## [Your task]
Give only the number of lines in these records that include "subcommands".

## [Record excerpts]

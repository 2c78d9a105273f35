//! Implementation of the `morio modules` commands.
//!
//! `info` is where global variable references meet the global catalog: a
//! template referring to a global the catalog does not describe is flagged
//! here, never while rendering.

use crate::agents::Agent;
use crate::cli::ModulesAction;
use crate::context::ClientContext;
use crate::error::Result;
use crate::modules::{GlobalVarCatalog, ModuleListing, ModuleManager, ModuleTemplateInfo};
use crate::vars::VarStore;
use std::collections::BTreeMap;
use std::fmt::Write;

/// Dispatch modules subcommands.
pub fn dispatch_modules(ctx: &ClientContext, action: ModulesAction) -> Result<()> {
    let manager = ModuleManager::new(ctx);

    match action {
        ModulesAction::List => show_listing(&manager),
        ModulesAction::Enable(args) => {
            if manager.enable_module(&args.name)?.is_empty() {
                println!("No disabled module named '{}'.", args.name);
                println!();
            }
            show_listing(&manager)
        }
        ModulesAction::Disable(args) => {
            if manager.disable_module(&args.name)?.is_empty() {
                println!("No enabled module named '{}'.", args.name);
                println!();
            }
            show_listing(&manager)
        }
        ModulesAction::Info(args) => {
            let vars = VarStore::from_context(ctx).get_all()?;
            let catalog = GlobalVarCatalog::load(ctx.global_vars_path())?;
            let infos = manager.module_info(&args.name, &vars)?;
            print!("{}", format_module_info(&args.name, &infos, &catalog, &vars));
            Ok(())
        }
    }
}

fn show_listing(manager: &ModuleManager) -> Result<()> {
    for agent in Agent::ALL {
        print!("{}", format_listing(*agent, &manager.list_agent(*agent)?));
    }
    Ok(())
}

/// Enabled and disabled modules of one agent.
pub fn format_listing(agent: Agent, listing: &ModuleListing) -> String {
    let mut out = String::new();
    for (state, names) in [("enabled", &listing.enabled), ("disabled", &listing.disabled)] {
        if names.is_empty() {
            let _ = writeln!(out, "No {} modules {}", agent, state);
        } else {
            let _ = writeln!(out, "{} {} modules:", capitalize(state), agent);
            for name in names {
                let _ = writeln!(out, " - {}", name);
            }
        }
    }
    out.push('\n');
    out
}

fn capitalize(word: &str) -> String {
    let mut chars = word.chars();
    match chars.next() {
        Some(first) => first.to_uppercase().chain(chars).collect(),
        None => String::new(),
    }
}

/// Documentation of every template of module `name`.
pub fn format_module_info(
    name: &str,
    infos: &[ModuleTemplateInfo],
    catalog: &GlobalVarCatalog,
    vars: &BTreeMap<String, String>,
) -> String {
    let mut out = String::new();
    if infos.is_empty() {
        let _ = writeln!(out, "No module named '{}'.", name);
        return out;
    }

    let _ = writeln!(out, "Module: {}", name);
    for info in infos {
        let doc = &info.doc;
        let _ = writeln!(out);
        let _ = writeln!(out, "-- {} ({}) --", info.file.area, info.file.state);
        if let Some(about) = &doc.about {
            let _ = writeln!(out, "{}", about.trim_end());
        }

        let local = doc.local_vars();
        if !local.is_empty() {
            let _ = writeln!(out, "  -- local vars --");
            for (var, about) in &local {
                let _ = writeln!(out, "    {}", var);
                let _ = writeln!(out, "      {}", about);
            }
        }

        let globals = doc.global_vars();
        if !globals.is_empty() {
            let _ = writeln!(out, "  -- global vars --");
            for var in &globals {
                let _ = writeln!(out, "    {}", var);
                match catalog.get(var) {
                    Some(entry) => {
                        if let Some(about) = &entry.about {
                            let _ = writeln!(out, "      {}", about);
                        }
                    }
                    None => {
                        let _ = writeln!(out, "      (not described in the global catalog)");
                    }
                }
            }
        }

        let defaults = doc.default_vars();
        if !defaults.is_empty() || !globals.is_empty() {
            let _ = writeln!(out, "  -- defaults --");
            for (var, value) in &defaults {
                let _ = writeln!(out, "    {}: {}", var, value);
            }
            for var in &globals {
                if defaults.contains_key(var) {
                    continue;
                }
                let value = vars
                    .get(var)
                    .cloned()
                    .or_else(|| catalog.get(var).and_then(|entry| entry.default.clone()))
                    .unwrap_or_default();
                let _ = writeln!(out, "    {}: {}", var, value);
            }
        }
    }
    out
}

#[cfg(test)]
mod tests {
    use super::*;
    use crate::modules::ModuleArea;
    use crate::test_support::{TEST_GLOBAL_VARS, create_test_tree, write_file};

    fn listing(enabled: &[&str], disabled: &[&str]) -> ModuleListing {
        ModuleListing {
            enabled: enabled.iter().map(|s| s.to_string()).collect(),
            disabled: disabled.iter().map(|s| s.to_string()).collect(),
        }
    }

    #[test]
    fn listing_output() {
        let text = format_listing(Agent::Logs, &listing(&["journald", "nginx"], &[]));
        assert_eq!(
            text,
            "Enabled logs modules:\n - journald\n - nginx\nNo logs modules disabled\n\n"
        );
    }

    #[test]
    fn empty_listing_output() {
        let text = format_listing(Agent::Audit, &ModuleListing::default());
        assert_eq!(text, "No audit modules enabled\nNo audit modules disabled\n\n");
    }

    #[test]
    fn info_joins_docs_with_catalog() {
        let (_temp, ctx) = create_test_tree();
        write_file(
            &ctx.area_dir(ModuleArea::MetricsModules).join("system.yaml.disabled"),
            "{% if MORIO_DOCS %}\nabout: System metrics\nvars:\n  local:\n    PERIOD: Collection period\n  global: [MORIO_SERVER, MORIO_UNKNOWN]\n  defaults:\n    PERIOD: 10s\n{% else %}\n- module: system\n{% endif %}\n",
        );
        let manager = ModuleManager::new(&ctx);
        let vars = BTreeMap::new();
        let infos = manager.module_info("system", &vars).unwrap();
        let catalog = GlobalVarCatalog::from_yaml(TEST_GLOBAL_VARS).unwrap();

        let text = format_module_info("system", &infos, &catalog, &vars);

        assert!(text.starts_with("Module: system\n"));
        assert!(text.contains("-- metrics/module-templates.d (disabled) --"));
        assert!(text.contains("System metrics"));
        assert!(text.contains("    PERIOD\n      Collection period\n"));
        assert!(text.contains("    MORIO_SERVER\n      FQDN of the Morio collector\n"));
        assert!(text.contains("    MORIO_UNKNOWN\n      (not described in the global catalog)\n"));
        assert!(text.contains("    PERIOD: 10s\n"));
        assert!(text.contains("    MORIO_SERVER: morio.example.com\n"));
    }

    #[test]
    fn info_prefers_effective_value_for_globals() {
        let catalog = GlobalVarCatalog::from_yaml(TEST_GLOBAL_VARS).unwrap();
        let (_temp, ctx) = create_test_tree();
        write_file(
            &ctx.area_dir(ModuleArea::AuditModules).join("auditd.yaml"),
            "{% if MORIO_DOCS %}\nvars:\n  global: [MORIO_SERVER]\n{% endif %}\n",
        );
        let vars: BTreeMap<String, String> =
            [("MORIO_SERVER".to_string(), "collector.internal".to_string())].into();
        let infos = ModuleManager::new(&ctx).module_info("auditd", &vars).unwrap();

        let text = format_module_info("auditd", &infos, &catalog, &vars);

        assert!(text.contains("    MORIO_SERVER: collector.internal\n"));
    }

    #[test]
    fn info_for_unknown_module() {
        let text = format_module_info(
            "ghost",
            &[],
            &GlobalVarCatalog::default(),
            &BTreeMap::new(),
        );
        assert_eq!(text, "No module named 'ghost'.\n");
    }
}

...

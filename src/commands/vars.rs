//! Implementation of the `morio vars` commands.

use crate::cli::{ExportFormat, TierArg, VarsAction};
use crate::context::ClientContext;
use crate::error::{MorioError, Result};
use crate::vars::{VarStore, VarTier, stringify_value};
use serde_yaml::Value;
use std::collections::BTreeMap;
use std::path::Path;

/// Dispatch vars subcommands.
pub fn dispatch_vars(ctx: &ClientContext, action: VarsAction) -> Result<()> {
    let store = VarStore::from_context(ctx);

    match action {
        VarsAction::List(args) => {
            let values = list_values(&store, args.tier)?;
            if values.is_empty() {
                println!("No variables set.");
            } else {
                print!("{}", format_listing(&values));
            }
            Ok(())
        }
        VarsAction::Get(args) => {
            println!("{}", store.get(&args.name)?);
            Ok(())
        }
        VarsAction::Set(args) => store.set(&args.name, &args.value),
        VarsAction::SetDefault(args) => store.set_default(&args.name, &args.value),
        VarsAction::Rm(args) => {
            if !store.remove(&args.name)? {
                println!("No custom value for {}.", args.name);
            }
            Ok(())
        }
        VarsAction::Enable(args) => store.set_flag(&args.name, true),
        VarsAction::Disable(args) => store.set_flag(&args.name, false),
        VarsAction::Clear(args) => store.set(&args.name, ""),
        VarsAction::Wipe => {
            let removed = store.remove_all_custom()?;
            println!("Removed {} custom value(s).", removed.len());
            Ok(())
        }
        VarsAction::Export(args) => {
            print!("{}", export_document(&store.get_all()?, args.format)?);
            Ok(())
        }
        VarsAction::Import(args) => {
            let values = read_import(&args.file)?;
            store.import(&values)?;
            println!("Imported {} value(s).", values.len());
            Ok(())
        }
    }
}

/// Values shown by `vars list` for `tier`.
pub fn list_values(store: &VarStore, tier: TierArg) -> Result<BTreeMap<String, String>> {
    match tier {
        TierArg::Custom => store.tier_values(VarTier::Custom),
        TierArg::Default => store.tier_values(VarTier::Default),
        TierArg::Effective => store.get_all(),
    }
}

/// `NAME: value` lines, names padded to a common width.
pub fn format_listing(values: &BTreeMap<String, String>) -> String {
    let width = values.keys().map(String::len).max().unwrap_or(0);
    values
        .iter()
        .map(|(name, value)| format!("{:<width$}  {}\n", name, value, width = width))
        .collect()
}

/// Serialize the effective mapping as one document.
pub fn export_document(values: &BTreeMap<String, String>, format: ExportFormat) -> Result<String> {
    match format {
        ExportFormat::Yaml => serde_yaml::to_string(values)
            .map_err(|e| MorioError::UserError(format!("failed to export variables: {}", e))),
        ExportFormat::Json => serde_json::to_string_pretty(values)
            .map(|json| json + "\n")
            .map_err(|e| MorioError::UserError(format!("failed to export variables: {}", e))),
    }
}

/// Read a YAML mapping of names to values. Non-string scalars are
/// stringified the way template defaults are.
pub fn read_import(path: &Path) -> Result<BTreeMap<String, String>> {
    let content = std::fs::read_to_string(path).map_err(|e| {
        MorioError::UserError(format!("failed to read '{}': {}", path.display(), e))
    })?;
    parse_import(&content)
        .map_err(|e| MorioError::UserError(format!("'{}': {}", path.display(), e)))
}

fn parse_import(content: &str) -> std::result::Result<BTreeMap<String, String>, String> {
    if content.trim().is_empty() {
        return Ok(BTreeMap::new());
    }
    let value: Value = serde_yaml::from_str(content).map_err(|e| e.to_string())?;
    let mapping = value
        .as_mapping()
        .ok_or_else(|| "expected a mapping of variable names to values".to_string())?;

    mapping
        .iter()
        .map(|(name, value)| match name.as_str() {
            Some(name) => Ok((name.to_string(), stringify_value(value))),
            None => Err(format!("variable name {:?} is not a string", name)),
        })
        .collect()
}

==

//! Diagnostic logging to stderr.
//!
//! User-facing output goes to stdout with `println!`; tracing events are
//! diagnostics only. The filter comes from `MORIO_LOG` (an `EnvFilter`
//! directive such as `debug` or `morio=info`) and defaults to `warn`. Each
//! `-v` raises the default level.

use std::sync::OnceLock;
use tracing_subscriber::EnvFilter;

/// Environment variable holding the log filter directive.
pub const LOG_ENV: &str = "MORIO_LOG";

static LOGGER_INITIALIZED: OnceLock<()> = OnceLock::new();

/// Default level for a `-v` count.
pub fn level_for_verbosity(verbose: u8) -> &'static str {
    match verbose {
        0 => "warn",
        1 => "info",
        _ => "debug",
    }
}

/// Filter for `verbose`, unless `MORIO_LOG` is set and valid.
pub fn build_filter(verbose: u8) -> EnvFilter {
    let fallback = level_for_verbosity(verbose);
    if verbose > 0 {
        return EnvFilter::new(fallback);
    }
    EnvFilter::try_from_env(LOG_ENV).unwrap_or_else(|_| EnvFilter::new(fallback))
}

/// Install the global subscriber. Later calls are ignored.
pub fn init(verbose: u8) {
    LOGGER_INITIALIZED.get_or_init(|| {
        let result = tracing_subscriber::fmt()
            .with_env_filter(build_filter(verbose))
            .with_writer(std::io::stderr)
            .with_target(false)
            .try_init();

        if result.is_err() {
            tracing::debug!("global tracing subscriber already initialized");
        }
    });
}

## [Output of the exercise]
2